## Instructions to follow
Make an exact copy of the entries that come next.

Items listed in a dataset:
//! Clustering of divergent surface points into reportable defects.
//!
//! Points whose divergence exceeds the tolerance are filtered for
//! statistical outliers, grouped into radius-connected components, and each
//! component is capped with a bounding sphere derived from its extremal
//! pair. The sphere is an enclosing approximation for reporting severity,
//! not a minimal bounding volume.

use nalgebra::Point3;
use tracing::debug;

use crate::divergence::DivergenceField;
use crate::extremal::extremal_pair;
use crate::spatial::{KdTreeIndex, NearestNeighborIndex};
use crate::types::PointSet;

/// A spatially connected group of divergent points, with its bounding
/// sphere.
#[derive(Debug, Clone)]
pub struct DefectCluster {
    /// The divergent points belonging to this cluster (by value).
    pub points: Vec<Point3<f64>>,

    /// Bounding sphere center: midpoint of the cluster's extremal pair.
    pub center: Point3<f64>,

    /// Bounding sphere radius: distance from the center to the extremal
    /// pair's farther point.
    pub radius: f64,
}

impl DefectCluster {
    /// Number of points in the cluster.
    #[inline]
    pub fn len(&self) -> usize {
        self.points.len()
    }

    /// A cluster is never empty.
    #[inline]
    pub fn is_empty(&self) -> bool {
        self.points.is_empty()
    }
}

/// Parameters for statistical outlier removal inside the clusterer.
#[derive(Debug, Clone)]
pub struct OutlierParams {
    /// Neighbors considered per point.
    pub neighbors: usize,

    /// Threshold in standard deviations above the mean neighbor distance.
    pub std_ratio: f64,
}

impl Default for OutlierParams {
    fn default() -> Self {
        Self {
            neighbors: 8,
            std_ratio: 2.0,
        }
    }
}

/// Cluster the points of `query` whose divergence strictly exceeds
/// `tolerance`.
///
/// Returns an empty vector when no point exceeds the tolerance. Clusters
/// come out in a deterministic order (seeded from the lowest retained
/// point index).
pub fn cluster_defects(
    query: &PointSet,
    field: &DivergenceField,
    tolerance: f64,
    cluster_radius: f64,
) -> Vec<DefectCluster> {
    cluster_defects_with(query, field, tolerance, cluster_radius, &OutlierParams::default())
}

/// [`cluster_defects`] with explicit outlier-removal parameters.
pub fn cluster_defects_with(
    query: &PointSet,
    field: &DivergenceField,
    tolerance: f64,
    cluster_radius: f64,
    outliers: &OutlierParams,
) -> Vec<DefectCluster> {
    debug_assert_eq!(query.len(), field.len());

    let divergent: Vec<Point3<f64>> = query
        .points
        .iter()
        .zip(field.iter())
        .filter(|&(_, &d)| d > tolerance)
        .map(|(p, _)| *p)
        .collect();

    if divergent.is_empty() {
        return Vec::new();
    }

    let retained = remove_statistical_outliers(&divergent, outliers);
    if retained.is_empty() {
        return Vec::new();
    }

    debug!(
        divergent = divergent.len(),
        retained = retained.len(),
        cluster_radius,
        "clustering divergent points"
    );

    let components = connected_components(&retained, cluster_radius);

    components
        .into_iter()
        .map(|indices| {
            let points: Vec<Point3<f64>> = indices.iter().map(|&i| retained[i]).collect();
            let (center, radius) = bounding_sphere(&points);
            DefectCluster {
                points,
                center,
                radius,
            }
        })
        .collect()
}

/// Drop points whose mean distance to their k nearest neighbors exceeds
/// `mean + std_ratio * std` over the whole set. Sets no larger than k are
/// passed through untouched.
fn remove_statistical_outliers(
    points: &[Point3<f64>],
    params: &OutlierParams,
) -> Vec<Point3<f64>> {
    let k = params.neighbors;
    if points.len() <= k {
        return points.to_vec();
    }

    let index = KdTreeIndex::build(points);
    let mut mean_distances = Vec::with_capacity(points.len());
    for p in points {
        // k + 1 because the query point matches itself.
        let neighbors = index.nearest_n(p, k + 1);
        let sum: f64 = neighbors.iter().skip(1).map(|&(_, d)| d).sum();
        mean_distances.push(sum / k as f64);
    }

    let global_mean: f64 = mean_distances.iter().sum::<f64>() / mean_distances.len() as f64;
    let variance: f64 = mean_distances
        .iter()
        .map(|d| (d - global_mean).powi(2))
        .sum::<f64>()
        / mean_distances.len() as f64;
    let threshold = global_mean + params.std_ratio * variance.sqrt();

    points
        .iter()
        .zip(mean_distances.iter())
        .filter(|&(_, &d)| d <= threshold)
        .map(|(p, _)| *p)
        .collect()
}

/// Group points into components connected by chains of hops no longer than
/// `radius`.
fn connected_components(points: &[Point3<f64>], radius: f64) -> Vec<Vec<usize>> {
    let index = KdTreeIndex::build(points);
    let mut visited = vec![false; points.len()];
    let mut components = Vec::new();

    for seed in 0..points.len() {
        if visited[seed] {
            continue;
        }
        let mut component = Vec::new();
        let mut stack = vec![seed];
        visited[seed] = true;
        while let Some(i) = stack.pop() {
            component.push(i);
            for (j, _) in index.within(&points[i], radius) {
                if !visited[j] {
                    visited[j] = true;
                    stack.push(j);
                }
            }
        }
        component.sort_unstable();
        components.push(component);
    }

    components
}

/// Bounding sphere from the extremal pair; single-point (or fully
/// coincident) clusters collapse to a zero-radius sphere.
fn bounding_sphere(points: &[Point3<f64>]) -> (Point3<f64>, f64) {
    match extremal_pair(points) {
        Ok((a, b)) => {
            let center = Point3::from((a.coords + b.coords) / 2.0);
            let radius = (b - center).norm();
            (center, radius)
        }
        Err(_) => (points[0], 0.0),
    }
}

## Written answer
//! Clustering of divergent surface points into reportable defects.
//!
//! Points whose divergence exceeds the tolerance are filtered for
//! statistical outliers, grouped into radius-connected components, and each
//! component is capped with a bounding sphere derived from its extremal
//! pair. The sphere is an enclosing approximation for reporting severity,
//! not a minimal bounding volume.

use nalgebra::Point3;
use tracing::debug;

use crate::divergence::DivergenceField;
use crate::extremal::extremal_pair;
use crate::spatial::{KdTreeIndex, NearestNeighborIndex};
use crate::types::PointSet;

/// A spatially connected group of divergent points, with its bounding
/// sphere.
#[derive(Debug, Clone)]
pub struct DefectCluster {
    /// The divergent points belonging to this cluster (by value).
    pub points: Vec<Point3<f64>>,

    /// Bounding sphere center: midpoint of the cluster's extremal pair.
    pub center: Point3<f64>,

    /// Bounding sphere radius: distance from the center to the extremal
    /// pair's farther point.
    pub radius: f64,
}

impl DefectCluster {
    /// Number of points in the cluster.
    #[inline]
    pub fn len(&self) -> usize {
        self.points.len()
    }

    /// A cluster is never empty.
    #[inline]
    pub fn is_empty(&self) -> bool {
        self.points.is_empty()
    }
}

/// Parameters for statistical outlier removal inside the clusterer.
#[derive(Debug, Clone)]
pub struct OutlierParams {
    /// Neighbors considered per point.
    pub neighbors: usize,

    /// Threshold in standard deviations above the mean neighbor distance.
    pub std_ratio: f64,
}

impl Default for OutlierParams {
    fn default() -> Self {
        Self {
            neighbors: 8,
            std_ratio: 2.0,
        }
    }
}

/// Cluster the points of `query` whose divergence strictly exceeds
/// `tolerance`.
///
/// Returns an empty vector when no point exceeds the tolerance. Clusters
/// come out in a deterministic order (seeded from the lowest retained
/// point index).
pub fn cluster_defects(
    query: &PointSet,
    field: &DivergenceField,
    tolerance: f64,
    cluster_radius: f64,
) -> Vec<DefectCluster> {
    cluster_defects_with(query, field, tolerance, cluster_radius, &OutlierParams::default())
}

/// [`cluster_defects`] with explicit outlier-removal parameters.
pub fn cluster_defects_with(
    query: &PointSet,
    field: &DivergenceField,
    tolerance: f64,
    cluster_radius: f64,
    outliers: &OutlierParams,
) -> Vec<DefectCluster> {
    debug_assert_eq!(query.len(), field.len());

    let divergent: Vec<Point3<f64>> = query
        .points
        .iter()
        .zip(field.iter())
        .filter(|&(_, &d)| d > tolerance)
        .map(|(p, _)| *p)
        .collect();

    if divergent.is_empty() {
        return Vec::new();
    }

    let retained = remove_statistical_outliers(&divergent, outliers);
    if retained.is_empty() {
        return Vec::new();
    }

    debug!(
        divergent = divergent.len(),
        retained = retained.len(),
        cluster_radius,
        "clustering divergent points"
    );

    let components = connected_components(&retained, cluster_radius);

    components
        .into_iter()
        .map(|indices| {
            let points: Vec<Point3<f64>> = indices.iter().map(|&i| retained[i]).collect();
            let (center, radius) = bounding_sphere(&points);
            DefectCluster {
                points,
                center,
                radius,
            }
        })
        .collect()
}

/// Drop points whose mean distance to their k nearest neighbors exceeds
/// `mean + std_ratio * std` over the whole set. Sets no larger than k are
/// passed through untouched.
fn remove_statistical_outliers(
    points: &[Point3<f64>],
    params: &OutlierParams,
) -> Vec<Point3<f64>> {
    let k = params.neighbors;
    if points.len() <= k {
        return points.to_vec();
    }

    let index = KdTreeIndex::build(points);
    let mut mean_distances = Vec::with_capacity(points.len());
    for p in points {
        // k + 1 because the query point matches itself.
        let neighbors = index.nearest_n(p, k + 1);
        let sum: f64 = neighbors.iter().skip(1).map(|&(_, d)| d).sum();
        mean_distances.push(sum / k as f64);
    }

    let global_mean: f64 = mean_distances.iter().sum::<f64>() / mean_distances.len() as f64;
    let variance: f64 = mean_distances
        .iter()
        .map(|d| (d - global_mean).powi(2))
        .sum::<f64>()
        / mean_distances.len() as f64;
    let threshold = global_mean + params.std_ratio * variance.sqrt();

    points
        .iter()
        .zip(mean_distances.iter())
        .filter(|&(_, &d)| d <= threshold)
        .map(|(p, _)| *p)
        .collect()
}

/// Group points into components connected by chains of hops no longer than
/// `radius`.
fn connected_components(points: &[Point3<f64>], radius: f64) -> Vec<Vec<usize>> {
    let index = KdTreeIndex::build(points);
    let mut visited = vec![false; points.len()];
    let mut components = Vec::new();

    for seed in 0..points.len() {
        if visited[seed] {
            continue;
        }
        let mut component = Vec::new();
        let mut stack = vec![seed];
        visited[seed] = true;
        while let Some(i) = stack.pop() {
            component.push(i);
            for (j, _) in index.within(&points[i], radius) {
                if !visited[j] {
                    visited[j] = true;
                    stack.push(j);
                }
            }
        }
        component.sort_unstable();
        components.push(component);
    }

    components
}

/// Bounding sphere from the extremal pair; single-point (or fully
/// coincident) clusters collapse to a zero-radius sphere.
fn bounding_sphere(points: &[Point3<f64>]) -> (Point3<f64>, f64) {
    match extremal_pair(points) {
        Ok((a, b)) => {
            let center = Point3::from((a.coords + b.coords) / 2.0);
            let radius = (b - center).norm();
            (center, radius)
        }
        Err(_) => (points[0], 0.0),
    }
}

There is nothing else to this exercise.